[DIRECTIONS]:
Please work out how many lines include the word "isolates" in the entries, and reply with only the count.

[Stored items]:
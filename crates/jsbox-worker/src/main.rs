//! jsbox worker: the helper process hosting JavaScript isolates.
//!
//! Spawned by [`jsbox::Sandbox::connect`] in the host process. Reads
//! [`HostFrame`]s from stdin, runs each isolate on its own thread, and writes
//! [`HelperMessage`]s to stdout.
//!
//! **Security**: This process runs with a clean environment. Scripts see no
//! filesystem, network or environment; the only host bridge is
//! `android.consumeNamedDataAsArrayBuffer`.

mod engine;
mod ops;

use std::collections::HashMap;
use std::sync::atomic::{AtomicUsize, Ordering};
use std::sync::Arc;

use anyhow::{Context, Result};
use jsbox::ipc::{
    read_message_with_limit, write_message, DeathReason, HelperMessage, HostFrame, HostOp,
    IsolateId, RequestId, Terminal, DEFAULT_MAX_IPC_MESSAGE_SIZE,
};
use jsbox::Feature;
use tokio::io::{self, AsyncWriteExt, BufReader};
use tokio::sync::mpsc;

use crate::engine::{Command, IsolateThread};

#[tokio::main(flavor = "current_thread")]
async fn main() -> Result<()> {
    // Clean environment: remove all env vars for security isolation
    let env_keys: Vec<String> = std::env::vars().map(|(k, _)| k).collect();
    for key in env_keys {
        std::env::remove_var(&key);
    }

    // Minimal logging to stderr (the host discards it unless debugging)
    tracing_subscriber::fmt()
        .with_writer(std::io::stderr)
        .with_max_level(tracing::Level::WARN)
        .init();

    let max_ipc_size = Arc::new(AtomicUsize::new(DEFAULT_MAX_IPC_MESSAGE_SIZE));
    let (frame_tx, mut frame_rx) = mpsc::unbounded_channel::<HostFrame>();
    tokio::spawn(read_frames(frame_tx, Arc::clone(&max_ipc_size)));

    let (out_tx, mut out_rx) = mpsc::unbounded_channel::<HelperMessage>();
    let mut stdout = io::stdout();
    let mut helper = Helper {
        isolates: HashMap::new(),
        out: out_tx,
        max_ipc_size,
    };

    loop {
        tokio::select! {
            // Outgoing: replies and notifications from isolate threads
            msg = out_rx.recv() => {
                // `helper.out` keeps the channel open
                let Some(msg) = msg else { break };
                write_message(&mut stdout, &msg)
                    .await
                    .context("failed to write message to host")?;
                stdout.flush().await?;
            }

            // Incoming: host requests
            frame = frame_rx.recv() => {
                let Some(frame) = frame else { break };
                if !helper.handle(frame) {
                    break;
                }
            }
        }
    }

    helper.shut_down();

    // Flush what the isolates already answered
    while let Ok(msg) = out_rx.try_recv() {
        if write_message(&mut stdout, &msg).await.is_err() {
            break;
        }
    }
    stdout.flush().await.ok();

    Ok(())
}

/// Forward host frames to the main loop until stdin closes.
async fn read_frames(tx: mpsc::UnboundedSender<HostFrame>, max_ipc_size: Arc<AtomicUsize>) {
    let mut stdin = BufReader::new(io::stdin());
    loop {
        let limit = max_ipc_size.load(Ordering::SeqCst);
        match read_message_with_limit::<HostFrame, _>(&mut stdin, limit).await {
            Ok(Some(frame)) => {
                if tx.send(frame).is_err() {
                    return;
                }
            }
            Ok(None) => return,
            Err(e) => {
                tracing::error!(error = %e, "failed to read from host");
                return;
            }
        }
    }
}

struct Helper {
    isolates: HashMap<IsolateId, IsolateThread>,
    out: mpsc::UnboundedSender<HelperMessage>,
    max_ipc_size: Arc<AtomicUsize>,
}

impl Helper {
    /// Handle one host frame. Returns `false` when the helper should exit.
    fn handle(&mut self, frame: HostFrame) -> bool {
        let request_id = frame.request_id;
        match frame.op {
            HostOp::Connect {
                max_ipc_message_size,
            } => {
                self.max_ipc_size
                    .store(max_ipc_message_size, Ordering::SeqCst);
                self.send(HelperMessage::Connected {
                    request_id,
                    features: Feature::ALL.iter().map(|f| f.as_str().to_string()).collect(),
                    engine: format!("V8 {}", deno_core::v8::V8::get_version()),
                });
            }
            HostOp::CreateIsolate {
                isolate_id,
                max_heap_bytes,
            } => {
                if self.isolates.contains_key(&isolate_id) {
                    self.respond(
                        request_id,
                        Terminal::threw(format!("isolate {isolate_id} already exists")),
                    );
                    return true;
                }
                match IsolateThread::spawn(isolate_id, max_heap_bytes, self.out.clone()) {
                    Ok(thread) => {
                        self.isolates.insert(isolate_id, thread);
                        self.respond(request_id, Terminal::ack());
                    }
                    Err(e) => {
                        tracing::error!(isolate_id, error = %e, "failed to create isolate");
                        self.respond(request_id, Terminal::threw(format!("{e:#}")));
                        self.send(HelperMessage::IsolateDead {
                            isolate_id,
                            reason: DeathReason::Fault,
                        });
                    }
                }
            }
            HostOp::DestroyIsolate { isolate_id } => match self.isolates.remove(&isolate_id) {
                Some(thread) => {
                    thread.terminate();
                    if thread.send(Command::Destroy { request_id }).is_err() {
                        self.respond(request_id, Terminal::ack());
                    }
                }
                None => self.respond(request_id, Terminal::ack()),
            },
            HostOp::Evaluate { isolate_id, source } => {
                let delivered = self.isolates.get(&isolate_id).is_some_and(|thread| {
                    thread
                        .send(Command::Evaluate { request_id, source })
                        .is_ok()
                });
                if !delivered {
                    self.respond(request_id, Terminal::terminated());
                }
            }
            HostOp::ProvideData {
                isolate_id,
                name,
                data,
            } => {
                let terminal = match self.isolates.get(&isolate_id) {
                    Some(thread) => {
                        if thread.provide_data(name, data) {
                            Terminal::ack()
                        } else {
                            Terminal::threw("named data already provided")
                        }
                    }
                    None => Terminal::threw(format!("unknown isolate {isolate_id}")),
                };
                self.respond(request_id, terminal);
            }
            HostOp::CloseSandbox => return false,
        }
        true
    }

    fn shut_down(&mut self) {
        for (_, thread) in self.isolates.drain() {
            thread.terminate();
        }
    }

    fn respond(&self, request_id: RequestId, terminal: Terminal) {
        self.send(HelperMessage::Response {
            request_id,
            terminal,
        });
    }

    fn send(&self, msg: HelperMessage) {
        let _ = self.out.send(msg);
    }
}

[RESULT]:
10